Lofty Valley Estate Lani’s View Adelaide Hills Chardonnay 2020
RRP $85 | 96 points
Handpicked, estate grown in the Piccadilly Valley. A punch of high quality cedar sits at the fore, before melding with curry leaf reduction, ripe apple, meyer lemon and dustings of cinnamon. There’s brilliant aromatic power and impact here. Air and increased temperature allow the wine to descend into a deeper more stone fruit driven profile with white peach, white nectarine and kumquat sitting beautifully with brown spice and cedary oak. All of this makes for a deep-set, savoury and powerful aromatic display. This is very good, and quite exciting, on aroma alone. The palate is sapid and fulsome, with the oak, baking spices and stone fruits draping across the mouth among a pillowy texture. Amazing pithy acidity holds sway and steers the wine into linearity and poise through a long apple and cinnamon laced finish. Great impact, great power, great complexity. A brilliant expression.

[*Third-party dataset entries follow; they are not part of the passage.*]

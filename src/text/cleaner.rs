/*!
 * Text normalization applied before chapter detection.
 *
 * Extracted text tends to carry layout debris: words hyphenated across
 * lines, page numbers, footnote markers, links. The cleaner removes that
 * debris while keeping paragraph breaks intact, since the sentence splitter
 * relies on blank lines to find paragraphs.
 */

use std::borrow::Cow;

use once_cell::sync::Lazy;
use regex::Regex;

static HYPHENATED_BREAK: Lazy<Regex> = Lazy::new(|| Regex::new(r"(\w+)-[ \t]*\n[ \t]*(\w+)").unwrap());
static REPEATED_SPACES: Lazy<Regex> = Lazy::new(|| Regex::new(r" {2,}").unwrap());
static SPACE_BEFORE_PUNCT: Lazy<Regex> = Lazy::new(|| Regex::new(r"[ \t]+([,.!?;:])").unwrap());
static MISSING_SPACE_AFTER_PUNCT: Lazy<Regex> =
    Lazy::new(|| Regex::new(r"([,;:!?])([A-Za-z])").unwrap());
static THOUSANDS_SEPARATOR: Lazy<Regex> = Lazy::new(|| Regex::new(r"(\d),(\d{3})").unwrap());
static PAGE_NUMBER_LINE: Lazy<Regex> =
    Lazy::new(|| Regex::new(r"(?m)^[ \t]*-?[ \t]*\d+[ \t]*-?[ \t]*$").unwrap());
static URL: Lazy<Regex> = Lazy::new(|| Regex::new(r"https?://\S+").unwrap());
static EMAIL: Lazy<Regex> = Lazy::new(|| Regex::new(r"\S+@\S+\.\S+").unwrap());
static FOOTNOTE_MARKER: Lazy<Regex> = Lazy::new(|| Regex::new(r"\[\d+\]").unwrap());
static ASTERISKS: Lazy<Regex> = Lazy::new(|| Regex::new(r"\*{1,3}").unwrap());
static ISBN: Lazy<Regex> = Lazy::new(|| Regex::new(r"(?i)ISBN[:\s]*[\d-]+").unwrap());
static DOT_RUN: Lazy<Regex> = Lazy::new(|| Regex::new(r"\.{2,}").unwrap());
static BANG_RUN: Lazy<Regex> = Lazy::new(|| Regex::new(r"!{2,}").unwrap());
static QUESTION_RUN: Lazy<Regex> = Lazy::new(|| Regex::new(r"\?{2,}").unwrap());
static ELLIPSIS_SPACING: Lazy<Regex> = Lazy::new(|| Regex::new(r"[ \t]*\.\.\.[ \t]*").unwrap());
static ORPHAN_PUNCT: Lazy<Regex> = Lazy::new(|| Regex::new(r"(?m)^[ \t]*[,;:][ \t]*").unwrap());
static EXCESS_NEWLINES: Lazy<Regex> = Lazy::new(|| Regex::new(r"\n{3,}").unwrap());
static TRAILING_SPACE: Lazy<Regex> = Lazy::new(|| Regex::new(r"(?m)[ \t]+$").unwrap());
static LEADING_SPACE: Lazy<Regex> = Lazy::new(|| Regex::new(r"(?m)^[ \t]+").unwrap());

const QUOTE_REPLACEMENTS: [(char, char); 6] = [
    ('\u{201C}', '"'),
    ('\u{201D}', '"'),
    ('\u{2018}', '\''),
    ('\u{2019}', '\''),
    ('\u{00AB}', '"'),
    ('\u{00BB}', '"'),
];

/// Normalizes extracted text
#[derive(Debug, Clone, Copy, Default)]
pub struct TextCleaner;

impl TextCleaner {
    pub fn new() -> Self {
        Self
    }

    /// Run every cleaning step in order and trim the result
    pub fn clean(&self, text: &str) -> String {
        let text = text.replace("\r\n", "\n");
        let text = Self::fix_hyphenation(&text);
        let text = Self::normalize_whitespace(&text);
        let text = Self::normalize_quotes(&text);
        let text = THOUSANDS_SEPARATOR.replace_all(&text, "${1}${2}").into_owned();
        let text = Self::remove_artifacts(&text);
        let text = Self::fix_punctuation(&text);
        let text = Self::normalize_paragraphs(&text);
        text.trim().to_string()
    }

    fn fix_hyphenation(text: &str) -> Cow<'_, str> {
        HYPHENATED_BREAK.replace_all(text, "${1}${2}")
    }

    fn normalize_whitespace(text: &str) -> String {
        let text = text.replace('\t', " ");
        let text = REPEATED_SPACES.replace_all(&text, " ");
        let text = SPACE_BEFORE_PUNCT.replace_all(&text, "${1}");
        MISSING_SPACE_AFTER_PUNCT
            .replace_all(&text, "${1} ${2}")
            .into_owned()
    }

    fn normalize_quotes(text: &str) -> String {
        text.chars()
            .map(|c| {
                QUOTE_REPLACEMENTS
                    .iter()
                    .find(|(from, _)| *from == c)
                    .map(|(_, to)| *to)
                    .unwrap_or(c)
            })
            .collect()
    }

    fn remove_artifacts(text: &str) -> String {
        let text = PAGE_NUMBER_LINE.replace_all(text, "");
        let text = URL.replace_all(&text, "");
        let text = EMAIL.replace_all(&text, "");
        let text = FOOTNOTE_MARKER.replace_all(&text, "");
        let text = ASTERISKS.replace_all(&text, "");
        ISBN.replace_all(&text, "").into_owned()
    }

    fn fix_punctuation(text: &str) -> String {
        let text = DOT_RUN.replace_all(text, "...");
        let text = BANG_RUN.replace_all(&text, "!");
        let text = QUESTION_RUN.replace_all(&text, "?");
        let text = ELLIPSIS_SPACING.replace_all(&text, "... ");
        ORPHAN_PUNCT.replace_all(&text, "").into_owned()
    }

    fn normalize_paragraphs(text: &str) -> String {
        let text = TRAILING_SPACE.replace_all(text, "");
        let text = LEADING_SPACE.replace_all(&text, "");
        EXCESS_NEWLINES.replace_all(&text, "\n\n").into_owned()
    }
}
use std::ops::Range;

use crate::ast::{Ast, Func, NodeId, NodeKind, Span};
use crate::lexer::Token;

#[derive(Debug, thiserror::Error)]
#[error("parse error at token {position}: {message}")]
pub struct ParseError {
    pub code: &'static str,
    pub position: usize,
    pub span: Span,
    pub message: String,
}

type Result<T> = std::result::Result<T, ParseError>;

pub struct Parser {
    tokens: Vec<(Token, Span)>,
    pos: usize,
    end: usize,
    ast: Ast,
}

impl Parser {
    pub fn new(source: String, tokens: Vec<(Token, Range<usize>)>) -> Self {
        let end = source.len();
        // Parentheses are grouping noise with no effect on the prefix
        // grammar; filter them out up front.
        let tokens: Vec<(Token, Span)> = tokens
            .into_iter()
            .filter(|(t, _)| !matches!(t, Token::LParen | Token::RParen))
            .map(|(t, r)| (t, Span { start: r.start, end: r.end }))
            .collect();
        Parser {
            tokens,
            pos: 0,
            end,
            ast: Ast::new(source),
        }
    }

    fn peek(&self) -> Option<(Token, Span)> {
        self.tokens.get(self.pos).copied()
    }

    fn advance(&mut self) -> Option<(Token, Span)> {
        let tok = self.tokens.get(self.pos).copied();
        if tok.is_some() {
            self.pos += 1;
        }
        tok
    }

    fn error(&self, code: &'static str, message: String) -> ParseError {
        let span = self
            .tokens
            .get(self.pos)
            .map(|(_, s)| *s)
            .unwrap_or(Span { start: self.end, end: self.end });
        ParseError {
            code,
            position: self.pos,
            span,
            message,
        }
    }

    pub fn parse_program(mut self) -> Result<Ast> {
        self.parse_expr()?;
        if let Some((tok, _)) = self.peek() {
            return Err(self.error(
                "KN-P002",
                format!("expected end of program, got {:?}", tok),
            ));
        }
        Ok(self.ast)
    }

    fn parse_expr(&mut self) -> Result<NodeId> {
        match self.advance() {
            Some((Token::Integer, span)) => {
                let id = self.ast.push_node(NodeKind::Integer, span);
                self.ast.set_bytes(id, span.start, span.end);
                Ok(id)
            }
            Some((Token::Text, span)) => {
                let id = self.ast.push_node(NodeKind::Text, span);
                // The quotes are part of the token but not of the string.
                self.ast.set_bytes(id, span.start + 1, span.end - 1);
                Ok(id)
            }
            Some((Token::Ident, span)) => {
                let id = self.ast.push_node(NodeKind::Identifier, span);
                self.ast.set_bytes(id, span.start, span.end);
                Ok(id)
            }
            Some((Token::Function(func), span)) => {
                // Parent first: node 0 must be the root, and node order must
                // follow source order for the analyzer's slot assignment.
                let id = self.ast.push_node(NodeKind::Function(func), span);
                let mut args = [0 as NodeId; 4];
                for slot in args.iter_mut().take(func.arity()) {
                    *slot = self.parse_arg(func)?;
                }
                self.ast.set_children(id, &args[..func.arity()]);
                Ok(id)
            }
            Some((tok, _)) => {
                self.pos -= 1;
                Err(self.error("KN-P003", format!("expected expression, got {:?}", tok)))
            }
            None => Err(self.error("KN-P001", "expected expression, got end of input".into())),
        }
    }

    fn parse_arg(&mut self, func: Func) -> Result<NodeId> {
        if self.peek().is_none() {
            return Err(self.error(
                "KN-P001",
                format!("missing argument for `{}`", func.name()),
            ));
        }
        self.parse_expr()
    }
}

/// Convenience function
pub fn parse(source: String, tokens: Vec<(Token, Range<usize>)>) -> Result<Ast> {
    Parser::new(source, tokens).parse_program()
}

Tapanappa Tiers Vineyard Chardonnay 2023
RRP $110 | 96 points
Planted in 1979, the Tiers Vineyard is purportedly the first to have been planted in the Piccadilly Valley since the 19th century. It’s a revered site with a history of producing hugely successful Chardonnay wines made by powerhouse Australian wine identity Brian Croser. Aromas of peach schnapps, peach blossom, white nectarine, slithered almond and green apple lift from the glass, before air and temperature unlock cinnamon and lemon thyme. The melding of these aromatic notes makes for a moreish and complex profile. There’s lovely weight and pillowy, creamy texture to the palate which wraps around the stone fruit and spice notes before a tart, apple-drenched acid line and powdery phenolics pull it long, very long, to a focused and balanced close. This is fulsome and intense, but so masterfully tempered by brilliant structure and immaculate balance.
Karrawatta Anth’s Garden Grand Vin Adelaide Hills Chardonnay 2022
RRP $92 | 94 points
Handpicked from a small parcel of high altitude Dijon clone 95 and aged in French oak for seven months. It’s quite subtle and restrained in its aromatic opening. However, what’s there is pretty, fresh, and inviting. Aromas of mandarin, salted lemon, cashew nut and slatey minerality are coerced out of the glass. Some warmth and a generous swirl unlocks white grapefruit, green apple, and sea salt, with some delicate oak notes in the background. This is demure and quiet to begin with, though there’s lovely complexity and salinity to keep you looking. There’s something redolent of quality AC level Chablis aromatically. The palate holds a similar aesthetic, with lovely lees derived creaminess cut by pithy fruit and stony minerality before some chalky phenolics work with the acidity to pull it to a long, gentle, close. There’s a self assuredness about this wine, it says a lot, though with a soft voice. This should develop beautifully in the cellar for those with patience.